Sister Nancyann Turner, OP, recent Program Director for the Rosa Parks Children’s Program, said the grant money was used for the Children’s Peace Garden Program. “With monies from the grant, sessions were held more often but smaller so that children could keep a social distance from each other.”
These grants – and several more – were shepherded by Sister Nancy Murray, OP. While she was sidelined during the pandemic from her formal ministry – portraying St. Catherine of Siena at parishes, schools and other organizations throughout the world. She coordinated the $1,000 grants to families served by organizations in which Adrian Dominican Sisters were involved.
Catholic Extension announced the campaign, Sisters on the Front Lines, in June 2020 as a way to serve people whose lives have been affected by COVID-19. The plan was to give grants of $1,000 to 1,000 Sisters, knowing that they would know which families needed help because of the pandemic.
Sister Nancy originally reached out to Adrian Dominican Sisters who worked with organizations that served people facing poverty or homelessness. Other Sisters who received the grants for individuals or families were Sister Theresa Mayrand, OP, Associate Director of Gianna House, Detroit, which offers resources to pregnant teenagers and to all new mothers in need; Sister Carol Weber, OP, Co-founder and Co-director of St. Luke N.E.W. Life Center, Flint, Michigan, which offers a variety of services to help people in the Flint community to become self-sustaining; and Sister Patricia Leonard, OP, Associate Director of St. Ann Place, which provides services to homeless women and men in West Palm Beach, Florida.
Sister Nancy also received a grant for an Adrian area migrant farm worker family that is suffering economically because of the COVID-19 pandemic.

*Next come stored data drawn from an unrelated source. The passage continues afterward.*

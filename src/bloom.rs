use crate::error::{check_size, Error, Result};
use crate::words::{Words, WORD_BITS};
use crate::{Capacity, Filter, HashFunctions};
use std::fmt;

/// A bloom filter backed by a heap-allocated table of a power-of-two number of
/// 32-bit words.
pub type ArrayFilter<T> = Bloom<T, Vec<u32>>;

/// A bloom filter holding exactly one 32-bit word inline.
///
/// Behaves identically to an [`ArrayFilter`] of one word, without the
/// allocation.
pub type SingleWordFilter<T> = Bloom<T, u32>;

/// Construct a [`Filter`] with varying parameters.
///
/// ```rust
/// use bloomfold::FilterBuilder;
///
/// let mut filter = FilterBuilder::default()
///                     .hash_fn(|v: &u64| *v as u32)
///                     .hash_fn(|v: &u64| (*v >> 17) as u32)
///                     .words(16)
///                     .build()
///                     .unwrap();
///
/// filter.insert(&42);
/// assert!(filter.contains(&42));
/// ```
pub struct FilterBuilder<T: ?Sized> {
    hashes: HashFunctions<T>,
    capacity: Capacity,
}

/// Initialise a `FilterBuilder` that, unless changed, will construct a filter
/// of 8 words (256 bits) with no hash functions.
impl<T: ?Sized> Default for FilterBuilder<T> {
    fn default() -> Self {
        Self {
            hashes: HashFunctions::new(),
            capacity: Capacity::Words(8),
        }
    }
}

impl<T: ?Sized> FilterBuilder<T> {
    /// Use the shared set of hash functions `hashes`, replacing any configured
    /// so far.
    pub fn hash_functions(self, hashes: HashFunctions<T>) -> Self {
        Self { hashes, ..self }
    }

    /// Append `f` to the configured hash functions.
    pub fn hash_fn<F>(self, f: F) -> Self
    where
        F: Fn(&T) -> u32 + Send + Sync + 'static,
    {
        Self {
            hashes: self.hashes.with(f),
            ..self
        }
    }

    /// Set the size of the filter.
    ///
    /// See [`Capacity`].
    pub fn capacity(self, capacity: impl Into<Capacity>) -> Self {
        Self {
            capacity: capacity.into(),
            ..self
        }
    }

    /// Size the filter as `words` zeroed 32-bit words.
    pub fn words(self, words: usize) -> Self {
        self.capacity(Capacity::Words(words))
    }

    /// Initialise the filter from an existing word table.
    pub fn table(self, table: Vec<u32>) -> Self {
        self.capacity(Capacity::Table(table))
    }

    /// Initialise the [`Filter`] with the provided parameters.
    ///
    /// # Errors
    ///
    /// Returns [`Error::InvalidSize`] if the configured word count is not a
    /// power of two.
    pub fn build(self) -> Result<Filter<T>> {
        Filter::with_capacity(self.hashes, self.capacity)
    }
}

/// A bloom filter over a power-of-two number of 32-bit words, generic over its
/// word storage `W`.
///
/// Use the [`ArrayFilter`] and [`SingleWordFilter`] aliases, or [`Filter`]
/// which selects between them at construction.
///
/// Each hash function maps an item to a `u32`: bits 5 and up select the word
/// (wrapped with a mask of the word count minus one) and the low 5 bits select
/// the bit within it. Because every size is a power of two, a larger filter
/// can be [folded](Bloom::reduce_to) onto the index space of any smaller one.
pub struct Bloom<T: ?Sized, W> {
    hashes: HashFunctions<T>,
    words: W,
}

impl<T: ?Sized> Bloom<T, Vec<u32>> {
    /// Construct an empty filter of `words` 32-bit words.
    ///
    /// # Errors
    ///
    /// Returns [`Error::InvalidSize`] if `words` is not a power of two.
    pub fn new(hashes: HashFunctions<T>, words: usize) -> Result<Self> {
        let words = check_size(words)?;
        tracing::debug!(words, hash_functions = hashes.len(), "new array bloom filter");
        Ok(Self::from_parts(hashes, vec![0; words]))
    }

    /// Construct a filter using `table` as its words.
    ///
    /// # Errors
    ///
    /// Returns [`Error::InvalidSize`] if the length of `table` is not a power
    /// of two.
    pub fn from_table(hashes: HashFunctions<T>, table: Vec<u32>) -> Result<Self> {
        check_size(table.len())?;
        Ok(Self::from_parts(hashes, table))
    }

    /// Consume the filter, returning its word table.
    pub fn into_table(self) -> Vec<u32> {
        self.words
    }
}

impl<T: ?Sized> Bloom<T, u32> {
    /// Construct an empty single word filter.
    pub fn new(hashes: HashFunctions<T>) -> Self {
        Self::from_word(hashes, 0)
    }

    /// Construct a single word filter with `word` as its contents.
    pub fn from_word(hashes: HashFunctions<T>, word: u32) -> Self {
        Self::from_parts(hashes, word)
    }

    /// The filter contents.
    pub fn word(&self) -> u32 {
        self.words
    }
}

impl<T: ?Sized, W: Words> Bloom<T, W> {
    pub(crate) fn from_parts(hashes: HashFunctions<T>, words: W) -> Self {
        Self { hashes, words }
    }

    /// Insert every item in `items` into the filter.
    ///
    /// Returns the filter to allow chaining:
    ///
    /// ```rust
    /// use bloomfold::{ArrayFilter, HashFunctions};
    ///
    /// let hashes = HashFunctions::new().with(|v: &u32| *v);
    /// let mut filter = ArrayFilter::new(hashes, 4).unwrap();
    ///
    /// assert!(filter.add(&[1, 2]).add(&[3]).contains(&3));
    /// ```
    pub fn add<'a, I>(&mut self, items: I) -> &mut Self
    where
        I: IntoIterator<Item = &'a T>,
        T: 'a,
    {
        for item in items {
            self.insert(item);
        }
        self
    }

    /// Insert `item` into the filter.
    ///
    /// Any subsequent calls to [`contains`](Bloom::contains) for the same
    /// `item` will always return true.
    pub fn insert(&mut self, item: &T) -> &mut Self {
        for hash in self.hashes.hashes(item) {
            self.words.set_bit(hash);
        }
        self
    }

    /// Checks if `item` exists in the filter.
    ///
    /// If `contains` returns true, `item` has **probably** been inserted
    /// previously. If `contains` returns false, `item` has **definitely not**
    /// been inserted into the filter.
    ///
    /// A filter with no hash functions contains everything.
    pub fn contains(&self, item: &T) -> bool {
        let words = &self.words;
        self.hashes.hashes(item).all(|hash| words.get_bit(hash))
    }

    /// Return a new filter containing the items of both `self` and `other`.
    ///
    /// The result uses the hash functions of `self`.
    ///
    /// # Panics
    ///
    /// Panics if `other` is not the same size as `self`. Filters of different
    /// sizes must first be folded with [`reduce_to`](Bloom::reduce_to), or
    /// combined with [`try_union`](Bloom::try_union).
    pub fn union<V: Words>(&self, other: &Bloom<T, V>) -> Self {
        self.combine(other.words(), |a, b| a | b)
    }

    /// Return a new filter containing only the bits set in both `self` and
    /// `other`.
    ///
    /// The result uses the hash functions of `self`.
    ///
    /// # Panics
    ///
    /// Panics if `other` is not the same size as `self`.
    pub fn intersect<V: Words>(&self, other: &Bloom<T, V>) -> Self {
        self.combine(other.words(), |a, b| a & b)
    }

    /// Return `true` if every bit set in `self` is also set in `other`.
    ///
    /// This fails fast on the first word of `self` not covered by `other`.
    ///
    /// # Panics
    ///
    /// Panics if `other` is not the same size as `self`.
    pub fn subset<V: Words>(&self, other: &Bloom<T, V>) -> bool {
        self.subset_words(other.words())
    }

    /// Like [`union`](Bloom::union), returning [`Error::SizeMismatch`]
    /// instead of panicking when the sizes differ.
    pub fn try_union<V: Words>(&self, other: &Bloom<T, V>) -> Result<Self> {
        check_aligned(self.len(), other.len())?;
        Ok(self.union(other))
    }

    /// Like [`intersect`](Bloom::intersect), returning
    /// [`Error::SizeMismatch`] instead of panicking when the sizes differ.
    pub fn try_intersect<V: Words>(&self, other: &Bloom<T, V>) -> Result<Self> {
        check_aligned(self.len(), other.len())?;
        Ok(self.intersect(other))
    }

    /// Like [`subset`](Bloom::subset), returning [`Error::SizeMismatch`]
    /// instead of panicking when the sizes differ.
    pub fn try_subset<V: Words>(&self, other: &Bloom<T, V>) -> Result<bool> {
        check_aligned(self.len(), other.len())?;
        Ok(self.subset(other))
    }

    /// Fold this filter down to `words` words.
    ///
    /// Word `i` of `self` is ORed into word `i & (words - 1)` of the result,
    /// so the result has every bit set that the same items would have set in
    /// a filter built at `words` words, and possibly more. This makes the
    /// set operations meaningful between filters built at different sizes:
    ///
    /// ```rust
    /// use bloomfold::{ArrayFilter, HashFunctions};
    ///
    /// let hashes = HashFunctions::new().with(|v: &u32| *v);
    ///
    /// let mut large = ArrayFilter::new(hashes.clone(), 8).unwrap();
    /// large.add(&[1, 300]);
    ///
    /// let mut small = ArrayFilter::new(hashes, 4).unwrap();
    /// small.add(&[1, 300, 42]);
    ///
    /// assert!(large.reduce_to(4).unwrap().subset(&small.into()));
    /// ```
    ///
    /// Folding to the current size produces an identical filter. Folding to
    /// one word produces a [`SingleWordFilter`].
    ///
    /// # Errors
    ///
    /// Returns [`Error::InvalidSize`] if `words` is not a power of two, and
    /// [`Error::FoldExpansion`] if `words` is larger than the filter.
    pub fn reduce_to(&self, words: usize) -> Result<Filter<T>> {
        let words = check_size(words)?;
        if words > self.len() {
            tracing::debug!(from = self.len(), to = words, "refusing to fold bloom filter upwards");
            return Err(Error::FoldExpansion {
                from: self.len(),
                to: words,
            });
        }

        tracing::debug!(from = self.len(), to = words, "folding bloom filter");
        Filter::from_table(self.hashes.clone(), self.words.fold_to(words))
    }

    /// A cheap structural fingerprint of the filter: all words XORed together.
    pub fn hash(&self) -> u32 {
        self.words.xor_fold()
    }

    /// The number of set bits in the filter.
    pub fn density(&self) -> u32 {
        self.words.density()
    }

    /// Estimate the probability of a false positive from the current load
    /// factor: `(density / capacity) ^ k` for `k` hash functions.
    pub fn estimated_fpp(&self) -> f64 {
        let load = f64::from(self.density()) / self.capacity() as f64;
        load.powi(self.hashes.len() as i32)
    }

    /// The words of the filter.
    pub fn words(&self) -> &[u32] {
        self.words.as_words()
    }

    /// The number of 32-bit words in the filter.
    pub fn len(&self) -> usize {
        self.words.len()
    }

    /// The number of bits in the filter.
    pub fn capacity(&self) -> usize {
        self.len() * WORD_BITS
    }

    /// Return `true` if no bits are set.
    pub fn is_empty(&self) -> bool {
        self.words().iter().all(|&w| w == 0)
    }

    /// The hash functions this filter was built with.
    pub fn hash_functions(&self) -> &HashFunctions<T> {
        &self.hashes
    }

    pub(crate) fn subset_words(&self, other: &[u32]) -> bool {
        self.words.is_subset(other)
    }

    pub(crate) fn combine<F>(&self, other: &[u32], f: F) -> Self
    where
        F: Fn(u32, u32) -> u32,
    {
        Self::from_parts(self.hashes.clone(), self.words.zip_with(other, f))
    }
}

pub(crate) fn check_aligned(left: usize, right: usize) -> Result<()> {
    if left == right {
        return Ok(());
    }

    tracing::debug!(left, right, "bloom filter sizes differ");
    Err(Error::SizeMismatch { left, right })
}

impl<'a, T, W> Extend<&'a T> for Bloom<T, W>
where
    T: ?Sized + 'a,
    W: Words,
{
    fn extend<I: IntoIterator<Item = &'a T>>(&mut self, iter: I) {
        self.add(iter);
    }
}

impl<T: ?Sized, W: Clone> Clone for Bloom<T, W> {
    fn clone(&self) -> Self {
        Self {
            hashes: self.hashes.clone(),
            words: self.words.clone(),
        }
    }
}

impl<T: ?Sized, W: Words> fmt::Debug for Bloom<T, W> {
    fn fmt(&self, f: &mut fmt::Formatter<'_>) -> fmt::Result {
        f.debug_struct("Bloom")
            .field("hashes", &self.hashes)
            .field("words", &self.words())
            .finish()
    }
}

/// Filters are equal when their words are equal; hash functions are not
/// compared.
impl<T: ?Sized, W: Words, V: Words> PartialEq<Bloom<T, V>> for Bloom<T, W> {
    fn eq(&self, other: &Bloom<T, V>) -> bool {
        self.words() == other.words()
    }
}

impl<T: ?Sized, W: Words> Eq for Bloom<T, W> {}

Other Sisters receiving the grant through FADICA were Sister Joan Mary, OP, who, as a volunteer at Aquinas Literacy Center in Chicago, tutored a woman who became pregnant and went to Syria to be with her mother. The grant enabled the literacy center to purchase laptops for adult learners so that they could continue to be tutored remotely.
Sister Eunice Drazba, OP, procured a grant for an employee who had been laid off from St. Leonard’s Ministries, which helps men and women leaving the prison system to adapt successfully in the community. Sister Dorothy Dempsey, OP, received a grant for a family with a special needs child.
Feature photo: Paula, with one of her daughters, received a check from FADICA to help her catch up on her bills during the COVID-19 pandemic. She was identified by Sister Jo Ann Fleischaker, OP, as heading a family that needed a grant.